(TASK PROMPT) How many lines below hold "than"? Answer with only the number.

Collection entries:
//! MCP (Model Context Protocol) server implementation.
//!
//! Exposes scoring, segmentation, highlighting and suggestions over the MCP
//! protocol via stdio transport.
//!
//! # Architecture
//!
//! The MCP server is a presentation layer: it wraps the same core library
//! the CLI commands use. Each `#[tool]` method delegates to core library
//! functions rather than implementing business logic directly.

use rmcp::handler::server::wrapper::Parameters;
use rmcp::model::{CallToolResult, Content, Implementation, ServerCapabilities, ServerInfo};
use rmcp::schemars;
use rmcp::{ErrorData as McpError, ServerHandler, tool, tool_handler, tool_router};
use serde::Serialize;

use simplifica_core::config::Config;
use simplifica_core::markdown::{InputFormat, form_field_from_text, strip_to_prose};
use simplifica_core::orchestrator::{AnalysisContext, OrchestratorSettings, analyze_text};
use simplifica_core::readability;
use simplifica_core::suggest::{SuggestionClient, parse_suggestions, score_suggestions};
use simplifica_core::text::{SegmenterKind, segment_with};
use simplifica_core::tree::LayoutMetrics;

use crate::commands::key::resolve_api_key;

/// Parameters for the `get_info` tool.
#[derive(Debug, serde::Deserialize, schemars::JsonSchema)]
pub struct GetInfoParams {
    /// Output format: "text" or "json"
    #[serde(default = "default_format")]
    pub format: String,
}

fn default_format() -> String {
    "text".to_string()
}

/// Parameters for the `score_readability` tool.
#[derive(Debug, serde::Deserialize, schemars::JsonSchema)]
pub struct ScoreReadabilityParams {
    /// The Portuguese text to score.
    pub text: String,
    /// Whether to strip markdown formatting before scoring.
    #[serde(default)]
    pub strip_markdown: bool,
}

/// Parameters for the `segment_sentences` tool.
#[derive(Debug, serde::Deserialize, schemars::JsonSchema)]
pub struct SegmentSentencesParams {
    /// The text to segment.
    pub text: String,
    /// Strategy: "locale" (default) or "simple".
    pub segmenter: Option<SegmenterKind>,
}

/// Parameters for the `highlight_text` tool.
#[derive(Debug, serde::Deserialize, schemars::JsonSchema)]
pub struct HighlightTextParams {
    /// The text to analyze.
    pub text: String,
    /// Treat the text as markdown.
    #[serde(default)]
    pub markdown: bool,
    /// Characters per line when laying the text out (default 80).
    pub width: Option<usize>,
}

/// Parameters for the `apply_suggestion` tool.
#[derive(Debug, serde::Deserialize, schemars::JsonSchema)]
pub struct ApplySuggestionParams {
    /// The full text to edit.
    pub text: String,
    /// Sentence to replace, verbatim.
    pub old: String,
    /// Replacement sentence.
    pub new: String,
}

/// Parameters for the `parse_suggestions` tool.
#[derive(Debug, serde::Deserialize, schemars::JsonSchema)]
pub struct ParseSuggestionsParams {
    /// Raw model output: a JSON array, a fenced block, quoted lines or plain lines.
    pub content: String,
}

/// Parameters for the `suggest_rewrites` tool.
#[derive(Debug, serde::Deserialize, schemars::JsonSchema)]
pub struct SuggestRewritesParams {
    /// The sentence to rewrite.
    pub sentence: String,
}

#[derive(Serialize)]
struct HighlightOutput<'a> {
    units: usize,
    flagged: &'a [simplifica_core::orchestrator::FlaggedSentence],
    markers: &'a [simplifica_core::overlay::HighlightMarker],
}

fn to_json<T: Serialize>(value: &T) -> Result<String, McpError> {
    serde_json::to_string_pretty(value)
        .map_err(|e| McpError::internal_error(format!("serialization error: {e}"), None))
}

/// MCP server exposing simplifica to AI assistants.
#[derive(Clone)]
pub struct ProjectServer {
    tool_router: rmcp::handler::server::router::tool::ToolRouter<Self>,
    config: Config,
    max_input_bytes: Option<usize>,
}

impl Default for ProjectServer {
    fn default() -> Self {
        Self::new()
    }
}

#[tool_router]
impl ProjectServer {
    /// Create a server with default configuration.
    pub fn new() -> Self {
        let config = Config::default();
        let limit = config.input_limit();
        Self::with_config(config, limit)
    }

    /// Create a server using `config`, rejecting text larger than
    /// `max_input_bytes`.
    pub fn with_config(config: Config, max_input_bytes: Option<usize>) -> Self {
        Self {
            tool_router: Self::tool_router(),
            config,
            max_input_bytes,
        }
    }

    fn check_size(&self, text: &str) -> Result<(), McpError> {
        match self.max_input_bytes {
            Some(max) if text.len() > max => Err(McpError::invalid_params(
                format!("input too large: {} bytes (limit: {max} bytes)", text.len()),
                None,
            )),
            _ => Ok(()),
        }
    }

    /// Get project information.
    #[tool(description = "Get project name, version, and description")]
    #[tracing::instrument(skip(self), fields(otel.kind = "server"))]
    fn get_info(
        &self,
        Parameters(params): Parameters<GetInfoParams>,
    ) -> Result<CallToolResult, McpError> {
        tracing::debug!(tool = "get_info", format = %params.format, "executing MCP tool");

        let info = serde_json::json!({
            "name": env!("CARGO_PKG_NAME"),
            "version": env!("CARGO_PKG_VERSION"),
            "description": env!("CARGO_PKG_DESCRIPTION"),
        });

        let text = if params.format == "json" {
            to_json(&info)?
        } else {
            format!(
                "{} v{}\n{}",
                env!("CARGO_PKG_NAME"),
                env!("CARGO_PKG_VERSION"),
                env!("CARGO_PKG_DESCRIPTION"),
            )
        };

        tracing::info!(tool = "get_info", "MCP tool completed");
        Ok(CallToolResult::success(vec![Content::text(text)]))
    }

    /// Score readability with the Portuguese Flesch formula.
    #[tool(
        description = "Score the readability of Portuguese text (Flesch reading ease, 0-100, higher is easier). Returns null when the text is too short."
    )]
    #[tracing::instrument(skip(self, params), fields(otel.kind = "server"))]
    fn score_readability(
        &self,
        Parameters(params): Parameters<ScoreReadabilityParams>,
    ) -> Result<CallToolResult, McpError> {
        self.check_size(&params.text)?;
        let text = if params.strip_markdown {
            strip_to_prose(&params.text)
        } else {
            params.text
        };
        let result = readability::score(&text);
        tracing::info!(
            tool = "score_readability",
            score = result.as_ref().map(|r| r.score),
            "MCP tool completed"
        );
        Ok(CallToolResult::success(vec![Content::text(to_json(&result)?)]))
    }

    /// Split text into sentence units.
    #[tool(description = "Split Portuguese text into sentences with byte offsets.")]
    #[tracing::instrument(skip(self, params), fields(otel.kind = "server"))]
    fn segment_sentences(
        &self,
        Parameters(params): Parameters<SegmentSentencesParams>,
    ) -> Result<CallToolResult, McpError> {
        self.check_size(&params.text)?;
        let kind = params.segmenter.unwrap_or(self.config.segmenter);
        let units = segment_with(&params.text, kind);
        tracing::info!(tool = "segment_sentences", units = units.len(), "MCP tool completed");
        Ok(CallToolResult::success(vec![Content::text(to_json(&units)?)]))
    }

    /// Run one analysis pass and report flagged sentences with their boxes.
    #[tool(
        description = "Find the hard-to-read sentences in a text. Returns each flagged sentence with its score, tier and highlight boxes."
    )]
    #[tracing::instrument(skip(self, params), fields(otel.kind = "server"))]
    fn highlight_text(
        &self,
        Parameters(params): Parameters<HighlightTextParams>,
    ) -> Result<CallToolResult, McpError> {
        self.check_size(&params.text)?;
        let format = if params.markdown {
            InputFormat::Markdown
        } else {
            InputFormat::Plain
        };
        let metrics = LayoutMetrics {
            wrap_columns: params.width.unwrap_or(80).max(1),
            ..LayoutMetrics::default()
        };
        let (ctx, _, report) = analyze_text(
            &params.text,
            format,
            metrics,
            OrchestratorSettings::from(&self.config),
        );
        let report = report
            .ok_or_else(|| McpError::internal_error("no analysis pass ran", None))?;
        let output = HighlightOutput {
            units: report.units,
            flagged: &report.flagged,
            markers: ctx.overlay().markers(),
        };
        tracing::info!(
            tool = "highlight_text",
            flagged = report.flagged.len(),
            "MCP tool completed"
        );
        Ok(CallToolResult::success(vec![Content::text(to_json(&output)?)]))
    }

    /// Replace a sentence in a text.
    #[tool(description = "Replace the first occurrence of a sentence in a text and return the edited text.")]
    #[tracing::instrument(skip(self, params), fields(otel.kind = "server"))]
    fn apply_suggestion(
        &self,
        Parameters(params): Parameters<ApplySuggestionParams>,
    ) -> Result<CallToolResult, McpError> {
        self.check_size(&params.text)?;
        let (doc, field) = form_field_from_text(&params.text, LayoutMetrics::default());
        let mut ctx = AnalysisContext::new(doc, OrchestratorSettings::from(&self.config));
        ctx.discover();
        ctx.apply_suggestion(&params.old, &params.new)
            .map_err(|e| McpError::invalid_params(e.to_string(), None))?;
        let edited = ctx.document().value(field).unwrap_or_default().to_string();
        tracing::info!(tool = "apply_suggestion", "MCP tool completed");
        Ok(CallToolResult::success(vec![Content::text(edited)]))
    }

    /// Parse raw model output into scored rewrites.
    #[tool(
        description = "Parse a language model's rewrite suggestions (JSON array, fenced block or lines) and score each one."
    )]
    #[tracing::instrument(skip(self, params), fields(otel.kind = "server"))]
    fn parse_suggestions(
        &self,
        Parameters(params): Parameters<ParseSuggestionsParams>,
    ) -> Result<CallToolResult, McpError> {
        let scored = score_suggestions(parse_suggestions(&params.content));
        tracing::info!(tool = "parse_suggestions", count = scored.len(), "MCP tool completed");
        Ok(CallToolResult::success(vec![Content::text(to_json(&scored)?)]))
    }

    /// Ask the configured model for rewrites.
    #[tool(
        description = "Ask the configured language model for up to three simpler rewrites of a Portuguese sentence. Requires an API key."
    )]
    #[tracing::instrument(skip(self, params), fields(otel.kind = "server"))]
    async fn suggest_rewrites(
        &self,
        Parameters(params): Parameters<SuggestRewritesParams>,
    ) -> Result<CallToolResult, McpError> {
        self.check_size(&params.sentence)?;
        let api_key = resolve_api_key(&self.config)
            .map_err(|e| McpError::internal_error(e.to_string(), None))?;
        let client = SuggestionClient::new(&self.config)
            .map_err(|e| McpError::internal_error(e.to_string(), None))?;
        let suggestions = client
            .suggest(api_key.as_deref(), &params.sentence)
            .await
            .map_err(|e| McpError::internal_error(e.to_string(), None))?;
        let scored = score_suggestions(suggestions);
        tracing::info!(tool = "suggest_rewrites", count = scored.len(), "MCP tool completed");
        Ok(CallToolResult::success(vec![Content::text(to_json(&scored)?)]))
    }
}

#[tool_handler]
impl ServerHandler for ProjectServer {
    fn get_info(&self) -> ServerInfo {
        ServerInfo {
            protocol_version: Default::default(),
            capabilities: ServerCapabilities::builder().enable_tools().build(),
            server_info: Implementation {
                name: env!("CARGO_PKG_NAME").to_string(),
                version: env!("CARGO_PKG_VERSION").to_string(),
                ..Default::default()
            },
            instructions: Some(format!(
                "{} MCP server. Scores Portuguese text for readability, flags hard sentences and suggests simpler rewrites.",
                env!("CARGO_PKG_NAME"),
            )),
        }
    }
}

(RESPONSE BELOW) 2